═══ DATA FOR THIS TASK

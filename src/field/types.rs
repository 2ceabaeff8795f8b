//! Column type catalogue: type codes, flags and size helpers.
//!
//! Type codes follow the server's `enum_field_types` numbering, which is also
//! what the replication table map carries for each column.

use std::convert::TryFrom;

use crate::FieldError;

/// Physical column type code.
#[derive(Debug, Clone, Copy, PartialEq, Eq, Hash)]
pub enum FieldType {
    Decimal,
    Tiny,
    Short,
    Long,
    Float,
    Double,
    Null,
    Timestamp,
    LongLong,
    Int24,
    Date,
    Time,
    DateTime,
    Year,
    NewDate,
    Varchar,
    Bit,
    Timestamp2,
    DateTime2,
    Time2,
    Document,
    NewDecimal,
    Enum,
    Set,
    TinyBlob,
    MediumBlob,
    LongBlob,
    Blob,
    VarString,
    String,
    Geometry,
}

impl FieldType {
    pub fn code(self) -> u8 {
        match self {
            FieldType::Decimal => 0x00,
            FieldType::Tiny => 0x01,
            FieldType::Short => 0x02,
            FieldType::Long => 0x03,
            FieldType::Float => 0x04,
            FieldType::Double => 0x05,
            FieldType::Null => 0x06,
            FieldType::Timestamp => 0x07,
            FieldType::LongLong => 0x08,
            FieldType::Int24 => 0x09,
            FieldType::Date => 0x0a,
            FieldType::Time => 0x0b,
            FieldType::DateTime => 0x0c,
            FieldType::Year => 0x0d,
            FieldType::NewDate => 0x0e,
            FieldType::Varchar => 0x0f,
            FieldType::Bit => 0x10,
            FieldType::Timestamp2 => 0x11,
            FieldType::DateTime2 => 0x12,
            FieldType::Time2 => 0x13,
            FieldType::Document => 0xf5,
            FieldType::NewDecimal => 0xf6,
            FieldType::Enum => 0xf7,
            FieldType::Set => 0xf8,
            FieldType::TinyBlob => 0xf9,
            FieldType::MediumBlob => 0xfa,
            FieldType::LongBlob => 0xfb,
            FieldType::Blob => 0xfc,
            FieldType::VarString => 0xfd,
            FieldType::String => 0xfe,
            FieldType::Geometry => 0xff,
        }
    }

    /// True for every date/time type, legacy and fractional.
    pub fn is_temporal(self) -> bool {
        matches!(
            self,
            FieldType::Date
                | FieldType::NewDate
                | FieldType::Time
                | FieldType::Time2
                | FieldType::DateTime
                | FieldType::DateTime2
                | FieldType::Timestamp
                | FieldType::Timestamp2
        )
    }

    pub fn is_temporal_with_date(self) -> bool {
        self.is_temporal() && !matches!(self, FieldType::Time | FieldType::Time2)
    }

    pub fn is_integer(self) -> bool {
        matches!(
            self,
            FieldType::Tiny
                | FieldType::Short
                | FieldType::Int24
                | FieldType::Long
                | FieldType::LongLong
                | FieldType::Year
        )
    }

    pub fn is_blob(self) -> bool {
        matches!(
            self,
            FieldType::TinyBlob
                | FieldType::MediumBlob
                | FieldType::LongBlob
                | FieldType::Blob
                | FieldType::Geometry
                | FieldType::Document
        )
    }

    /// Number of metadata bytes a column of this type carries in a table map.
    pub fn metadata_len(self) -> usize {
        match self {
            FieldType::Float
            | FieldType::Double
            | FieldType::TinyBlob
            | FieldType::MediumBlob
            | FieldType::LongBlob
            | FieldType::Blob
            | FieldType::Geometry
            | FieldType::Document
            | FieldType::Time2
            | FieldType::DateTime2
            | FieldType::Timestamp2 => 1,
            FieldType::Varchar
            | FieldType::VarString
            | FieldType::Bit
            | FieldType::NewDecimal
            | FieldType::String
            | FieldType::Enum
            | FieldType::Set => 2,
            _ => 0,
        }
    }
}

impl TryFrom<u8> for FieldType {
    type Error = FieldError;

    fn try_from(code: u8) -> Result<Self, FieldError> {
        let ft = match code {
            0x00 => FieldType::Decimal,
            0x01 => FieldType::Tiny,
            0x02 => FieldType::Short,
            0x03 => FieldType::Long,
            0x04 => FieldType::Float,
            0x05 => FieldType::Double,
            0x06 => FieldType::Null,
            0x07 => FieldType::Timestamp,
            0x08 => FieldType::LongLong,
            0x09 => FieldType::Int24,
            0x0a => FieldType::Date,
            0x0b => FieldType::Time,
            0x0c => FieldType::DateTime,
            0x0d => FieldType::Year,
            0x0e => FieldType::NewDate,
            0x0f => FieldType::Varchar,
            0x10 => FieldType::Bit,
            0x11 => FieldType::Timestamp2,
            0x12 => FieldType::DateTime2,
            0x13 => FieldType::Time2,
            0xf5 => FieldType::Document,
            0xf6 => FieldType::NewDecimal,
            0xf7 => FieldType::Enum,
            0xf8 => FieldType::Set,
            0xf9 => FieldType::TinyBlob,
            0xfa => FieldType::MediumBlob,
            0xfb => FieldType::LongBlob,
            0xfc => FieldType::Blob,
            0xfd => FieldType::VarString,
            0xfe => FieldType::String,
            0xff => FieldType::Geometry,
            _ => {
                return Err(FieldError::Parse(format!(
                    "invalid column type code: {}",
                    code
                )))
            }
        };
        Ok(ft)
    }
}

/// Result class used to pick a conversion path between two fields.
#[derive(Debug, Clone, Copy, PartialEq, Eq)]
pub enum ItemResult {
    String,
    Real,
    Int,
    Decimal,
}

/// Index key encoding class of a field.
#[derive(Debug, Clone, Copy, PartialEq, Eq)]
pub enum KeyType {
    Binary,
    Text,
    Int8,
    UInt8,
    ShortInt,
    UShortInt,
    Int24,
    UInt24,
    LongInt,
    ULongInt,
    LongLong,
    ULongLong,
    Float,
    Double,
    Num,
    Bit,
    VarBinary1,
    VarText1,
    VarBinary2,
    VarText2,
}

/// Column attribute flags.
pub mod flags {
    pub const NOT_NULL: u32 = 1;
    pub const PRI_KEY: u32 = 2;
    pub const UNIQUE_KEY: u32 = 4;
    pub const MULTIPLE_KEY: u32 = 8;
    pub const BLOB: u32 = 16;
    pub const UNSIGNED: u32 = 32;
    pub const ZEROFILL: u32 = 64;
    pub const BINARY: u32 = 128;
    pub const ENUM: u32 = 256;
    pub const AUTO_INCREMENT: u32 = 512;
    pub const TIMESTAMP: u32 = 1024;
    pub const SET: u32 = 2048;
    pub const NO_DEFAULT_VALUE: u32 = 4096;
    pub const ON_UPDATE_NOW: u32 = 8192;
}

/// Automatic initialisation behaviour of a column.
#[derive(Debug, Clone, Copy, PartialEq, Eq, Default)]
pub enum AutoInit {
    #[default]
    None,
    DefaultNow,
    OnUpdateNow,
    DefaultAndOnUpdateNow,
    NextNumber,
}

impl AutoInit {
    pub fn has_insert_default_function(self) -> bool {
        matches!(self, AutoInit::DefaultNow | AutoInit::DefaultAndOnUpdateNow)
    }

    pub fn has_update_default_function(self) -> bool {
        matches!(self, AutoInit::OnUpdateNow | AutoInit::DefaultAndOnUpdateNow)
    }
}

/// Index participation bitmaps; bit `n` refers to key number `n`.
#[derive(Debug, Clone, Copy, PartialEq, Eq, Default)]
pub struct KeyMaps {
    pub key_start: u64,
    pub part_of_key: u64,
    pub part_of_sortkey: u64,
}

/// Scale marker meaning "not fixed" for floating point columns.
pub const NOT_FIXED_DEC: u8 = 31;
/// Largest number of fractional-seconds digits.
pub const DATETIME_MAX_DECIMALS: u8 = 6;
/// Largest precision of a fixed-point column.
pub const DECIMAL_MAX_PRECISION: u8 = 65;
/// Largest scale of a fixed-point column.
pub const DECIMAL_MAX_SCALE: u8 = 30;
/// Size of the out-of-line handle stored after a blob length.
pub const BLOB_HANDLE_BYTES: usize = 8;
/// Length prefix width used for string keys built from document paths.
pub const KEY_BLOB_LENGTH: usize = 2;

/// Storage width of an ENUM with `elements` values.
pub fn get_enum_pack_length(elements: usize) -> usize {
    if elements < 256 {
        1
    } else {
        2
    }
}

/// Storage width of a SET with `elements` members.
pub fn get_set_pack_length(elements: usize) -> usize {
    let len = (elements + 7) / 8;
    if len > 4 {
        8
    } else {
        len
    }
}

/// Bytes used by `dec` fractional-second digits in the binary temporal forms.
pub fn fsp_storage_bytes(dec: u8) -> usize {
    ((dec as usize) + 1) / 2
}

/// Length-prefix width of a blob type.
pub fn blob_pack_length(ft: FieldType) -> usize {
    match ft {
        FieldType::TinyBlob => 1,
        FieldType::Blob => 2,
        FieldType::MediumBlob | FieldType::Document => 3,
        _ => 4,
    }
}

/// Blob type holding at most `max_bytes` bytes.
pub fn blob_type_for_length(max_bytes: u64) -> FieldType {
    if max_bytes <= 255 {
        FieldType::TinyBlob
    } else if max_bytes <= 65_535 {
        FieldType::Blob
    } else if max_bytes <= 16_777_215 {
        FieldType::MediumBlob
    } else {
        FieldType::LongBlob
    }
}

/// Record footprint of a column of type `ft` with display length `length`.
///
/// ENUM, SET and NEWDECIMAL need more than a length and report 0. Fractional
/// temporal types derive their precision from the display width.
pub fn calc_pack_length(ft: FieldType, length: u32) -> usize {
    const TIME_WIDTH: u32 = 10;
    const DATETIME_WIDTH: u32 = 19;
    let length_usize = length as usize;
    match ft {
        FieldType::VarString | FieldType::String | FieldType::Decimal => length_usize,
        FieldType::Varchar => length_usize + if length < 256 { 1 } else { 2 },
        FieldType::Year | FieldType::Tiny => 1,
        FieldType::Short => 2,
        FieldType::Int24 | FieldType::NewDate | FieldType::Time => 3,
        FieldType::Time2 => 3 + (length.saturating_sub(TIME_WIDTH) as usize) / 2,
        FieldType::Timestamp | FieldType::Date | FieldType::Long | FieldType::Float => 4,
        FieldType::Timestamp2 => 4 + (length.saturating_sub(DATETIME_WIDTH) as usize) / 2,
        FieldType::DateTime2 => 5 + (length.saturating_sub(DATETIME_WIDTH) as usize) / 2,
        FieldType::Double | FieldType::DateTime | FieldType::LongLong => 8,
        FieldType::Null => 0,
        FieldType::TinyBlob
        | FieldType::Blob
        | FieldType::MediumBlob
        | FieldType::LongBlob
        | FieldType::Geometry
        | FieldType::Document => blob_pack_length(ft) + BLOB_HANDLE_BYTES,
        FieldType::Bit => length_usize / 8,
        FieldType::Enum | FieldType::Set | FieldType::NewDecimal => 0,
    }
}

/// Convert the table-map metadata bytes of one column into the `param_data`
/// word that `unpack` expects.
///
/// Returns the decoded word and the number of metadata bytes consumed.
pub fn metadata_to_param(ft: FieldType, metadata: &[u8]) -> Result<(u32, usize), FieldError> {
    let need = ft.metadata_len();
    if metadata.len() < need {
        return Err(FieldError::Parse(format!(
            "metadata for column type {:?} needs {} bytes, got {}",
            ft,
            need,
            metadata.len()
        )));
    }
    let param = match need {
        0 => 0,
        1 => metadata[0] as u32,
        _ => match ft {
            // Little-endian length word.
            FieldType::Varchar | FieldType::VarString | FieldType::Bit => {
                metadata[0] as u32 | ((metadata[1] as u32) << 8)
            }
            // (precision, scale) and (real_type, length) pairs.
            _ => ((metadata[0] as u32) << 8) | metadata[1] as u32,
        },
    };
    Ok((param, need))
}

#[cfg(test)]
mod tests {
    use super::*;

    #[test]
    fn test_type_code_round_trip_known_codes() {
        for code in [0x00u8, 0x03, 0x0e, 0x0f, 0x13, 0xf5, 0xf6, 0xf8, 0xfc, 0xfe, 0xff] {
            let ft = FieldType::try_from(code).unwrap();
            assert_eq!(ft.code(), code);
        }
        assert!(FieldType::try_from(0x40).is_err());
    }

    #[test]
    fn test_calc_pack_length() {
        assert_eq!(calc_pack_length(FieldType::Varchar, 255), 256);
        assert_eq!(calc_pack_length(FieldType::Varchar, 256), 258);
        assert_eq!(calc_pack_length(FieldType::DateTime2, 19), 5);
        // datetime(3) displays as 23 characters
        assert_eq!(calc_pack_length(FieldType::DateTime2, 23), 7);
        assert_eq!(calc_pack_length(FieldType::Time2, 17), 6);
        assert_eq!(calc_pack_length(FieldType::Bit, 10), 1);
        assert_eq!(calc_pack_length(FieldType::MediumBlob, 0), 3 + BLOB_HANDLE_BYTES);
        assert_eq!(calc_pack_length(FieldType::Enum, 1), 0);
    }

    #[test]
    fn test_enum_pack_length() {
        assert_eq!(get_enum_pack_length(1), 1);
        assert_eq!(get_enum_pack_length(255), 1);
        assert_eq!(get_enum_pack_length(256), 2);
    }

    #[test]
    fn test_set_pack_length() {
        assert_eq!(get_set_pack_length(1), 1);
        assert_eq!(get_set_pack_length(8), 1);
        assert_eq!(get_set_pack_length(9), 2);
        assert_eq!(get_set_pack_length(24), 3);
        assert_eq!(get_set_pack_length(32), 4);
        assert_eq!(get_set_pack_length(33), 8);
        assert_eq!(get_set_pack_length(64), 8);
    }

    #[test]
    fn test_fsp_storage_bytes() {
        assert_eq!(fsp_storage_bytes(0), 0);
        assert_eq!(fsp_storage_bytes(1), 1);
        assert_eq!(fsp_storage_bytes(2), 1);
        assert_eq!(fsp_storage_bytes(3), 2);
        assert_eq!(fsp_storage_bytes(4), 2);
        assert_eq!(fsp_storage_bytes(5), 3);
        assert_eq!(fsp_storage_bytes(6), 3);
    }

    #[test]
    fn test_metadata_to_param() {
        assert_eq!(metadata_to_param(FieldType::Long, &[]).unwrap(), (0, 0));
        assert_eq!(metadata_to_param(FieldType::Double, &[8]).unwrap(), (8, 1));
        assert_eq!(
            metadata_to_param(FieldType::Varchar, &[0x2c, 0x01]).unwrap(),
            (300, 2)
        );
        assert_eq!(
            metadata_to_param(FieldType::NewDecimal, &[10, 2]).unwrap(),
            ((10 << 8) | 2, 2)
        );
        assert!(metadata_to_param(FieldType::Bit, &[1]).is_err());
    }
}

══════

-- WHAT NEEDS TO BE DONE --
State the count of lines in the preceding listing that include the string "TryFrom". No other words belong in the answer.

-- RESPONSE TO THIS TASK --
2